Artur de Azevedo
CONJUGO VOBIS
A formosa Angelina, filha do Seabra, tinha um namorado misterioso,
que via passar todas as tardes por baixo das suas janelas. Era um bonito rapaz,
dos seus trinta anos, esbelto, elegante, sempre muito bem trajado, sobrecasaca,
chapéu alto, botinas de bico finas, bengala de castão de prata,
pincenez de ouro. Limitava-se a cumprimentá-la sorrindo. Ela sorria também,
para animá-lo, mas, qual!, o moço parecia de uma timidez invencível,
e o romance não passava do primeiro capítulo.
- Com certeza um rapaz bem colocado, pensava Angelina, mas o diabo
é que não se explica, e não hei de ser eu a primeira a
chegar à fala!
Afinal, um dia, passando, como de costume, ele atirou para dentro
do corredor da moça um bilhete em que estavam estas palavras: "Amo-a,
e desejava saber se sou correspondido."
No dia seguinte ele apanhou a resposta, que ela atirou à rua:
"Não posso dizer que o amo, porque não o conheço, mas simpatizo
muito com a sua pessoa. Diga-me quem é."
* * *
Nessa mesma tarde, por uma dessas fatalidades a que estão sujeitos
os corações humanos, o Seabra, pai de Angelina, entrou em casa
como uma bomba, esbaforido, carregado com muitos embrulhos, suando por todos
os poros, e intimou a esposa e a filha (eram toda a sua família) a fazerem
as malas, porque no dia seguinte, às 5 horas da manhã, partiam
para Caxambu.
- Mas isto assim de repente! - protestou a velha. - Vai ser uma atrapalhação!
- Não quero saber de nada! O médico disse-me que, se
eu não partisse imediatamente para Caxambu, era um homem morto! Eu devia
até seguir pelo noturno! Estou com uma congestão de fígado
em perspectiva!.
Angelina ficou desesperada por não ter meios de prevenir o
moço e lá partiu para Caxambu com o coração amargurado.
* * *
Não a lastimem compadecidas leitoras: com 10 dias de Caxambu
Angelina tinha se esquecido completam ente do namorado.

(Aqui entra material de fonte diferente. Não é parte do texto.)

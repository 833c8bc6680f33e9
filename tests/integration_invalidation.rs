//! Pattern invalidation across the in-memory and remote tiers.

mod common;

use common::*;
use serde_json::json;
use std::sync::Arc;
use strata_cache::{GetOptions, RemoteClient, SetOptions};

/// Keys matching the pattern disappear from L1 and the remote backend;
/// everything else is untouched.
#[tokio::test]
async fn pattern_invalidation_spans_tiers() {
    let remote = MockRemote::new();
    let cache = build_cache(test_config(), Arc::clone(&remote)).await;

    cache
        .set("user:1", json!("u1"), None, SetOptions::default())
        .await;
    cache
        .set("user:2", json!("u2"), None, SetOptions::default())
        .await;
    cache
        .set("post:1", json!("p1"), None, SetOptions::default())
        .await;

    let removed = cache.invalidate_pattern("user:*").await;
    assert!(removed >= 2, "expected at least two removals, got {removed}");

    assert!(!cache.get("user:1", None, GetOptions::default()).await.hit);
    assert!(!cache.get("user:2", None, GetOptions::default()).await.hit);
    assert!(cache.get("post:1", None, GetOptions::default()).await.hit);

    assert!(!remote.contains("app:test:user:1"));
    assert!(!remote.contains("app:test:user:2"));
    assert!(remote.contains("app:test:post:1"));

    // A fresh scan of the backend finds nothing under the pattern.
    let leftover = remote.scan("app:test:user:*").await.unwrap();
    assert!(leftover.is_empty(), "leftover keys: {leftover:?}");

    cache.shutdown().await;
}

/// Keys present only in the remote backend are still found by the scan.
#[tokio::test]
async fn invalidation_reaches_remote_only_keys() {
    let remote = MockRemote::new();
    remote.seed_value("app:test:session:9", &json!("stale"));
    remote.seed_value("app:test:session:10", &json!("stale"));
    let cache = build_cache(test_config(), Arc::clone(&remote)).await;

    let removed = cache.invalidate_pattern("session:*").await;
    assert_eq!(removed, 2);
    assert_eq!(remote.len(), 0);

    cache.shutdown().await;
}

/// The pattern is applied with the deployment prefix, so an equal pattern
/// in another namespace would not match.
#[tokio::test]
async fn invalidation_is_namespace_scoped() {
    let remote = MockRemote::new();
    remote.seed_value("other:ns:user:1", &json!("foreign"));
    let cache = build_cache(test_config(), Arc::clone(&remote)).await;

    cache
        .set("user:1", json!("mine"), None, SetOptions::default())
        .await;
    cache.invalidate_pattern("user:*").await;

    assert!(remote.contains("other:ns:user:1"));
    assert!(!remote.contains("app:test:user:1"));

    cache.shutdown().await;
}

/// A literal pattern (no wildcard) removes exactly that key.
#[tokio::test]
async fn literal_pattern_removes_one_key() {
    let remote = MockRemote::new();
    let cache = build_cache(test_config(), Arc::clone(&remote)).await;

    cache
        .set("exact", json!(1), None, SetOptions::default())
        .await;
    cache
        .set("exactly", json!(2), None, SetOptions::default())
        .await;

    let removed = cache.invalidate_pattern("exact").await;
    assert_eq!(removed, 2); // once from L1, once from the remote
    assert!(!cache.get("exact", None, GetOptions::default()).await.hit);
    assert!(cache.get("exactly", None, GetOptions::default()).await.hit);

    cache.shutdown().await;
}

Isso não foi
devido aos efeitos das águas, que não servem para o coração
como servem para o fígado, mas à presença de um rapaz que
estava hospedado no mesmo hotel que a família Seabra e, em correção
e elegância, nada ficava a dever ao outro.
Era um médico do Rio de Janeiro, recentemente formado, moço
de talento e de futuro, que, de mais a mais, tinha fortuna própria.
O Seabra, que estava satisfeito da vida, porque o seu fígado
melhorava a olhos vistos, acolheu com entusiasmo a idéia de um casamento
entre Angelina e o jovem doutor, e era o primeiro a meter-lhe a filha à
cara.
Em conclusão, o casamento foi tratado lá mesmo, sob
o formoso e poético céu do sul de Minas, para realizar-se, o mais
breve possível, na Capital Federal.
* * *
Regressando das águas, onde se demorou um mês, Angelina viu passar o primeiro namorado, que olhou para ela com uma expressão de surpresa e de alegria, mas a moça fechou o semblante. O semblante e a janela. E, para nunca mais ver passar o importuno, deixou dali em diante de debruçar-se no peitoril.
* * *
No dia do casamento, os noivos, as famílias dos noivos, as testemunhas e os convidados lá foram para a pretoria.
- Tenham a bondade de esperar - disse-lhes o escrivão. - O doutor não tarda aí.
Sentaram-se todos em silêncio, e pouco depois o pretor fazia a sua entrada solene.
Angelina, ao vê-lo, tornou-se lívida e esteve a ponto de perder os sentidos. Ele estava atônito e surpreso. Era o primeiro namorado.
O mísero disfarçou como pôde a comoção, e resignou-se ao destino singular que o escolhia, a ele, para unir a outro à mulher que o seu coração desejava.
* * *
Quando todos os estranhos se retiraram, ficando na sala da pretoria apenas o juiz e o escrivão, este perguntou àquele:
- Que foi isso, doutor? O senhor sofreu qualquer abalo! Não parecia o mesmo! Que lhe sucedeu?
O moço confiou-lhe tudo.
O escrivão, que era um velhote retrógrado e carola, ponderou:
- Ora, aí está um fato que só se pode dar no casamento civil; no religioso é impossível.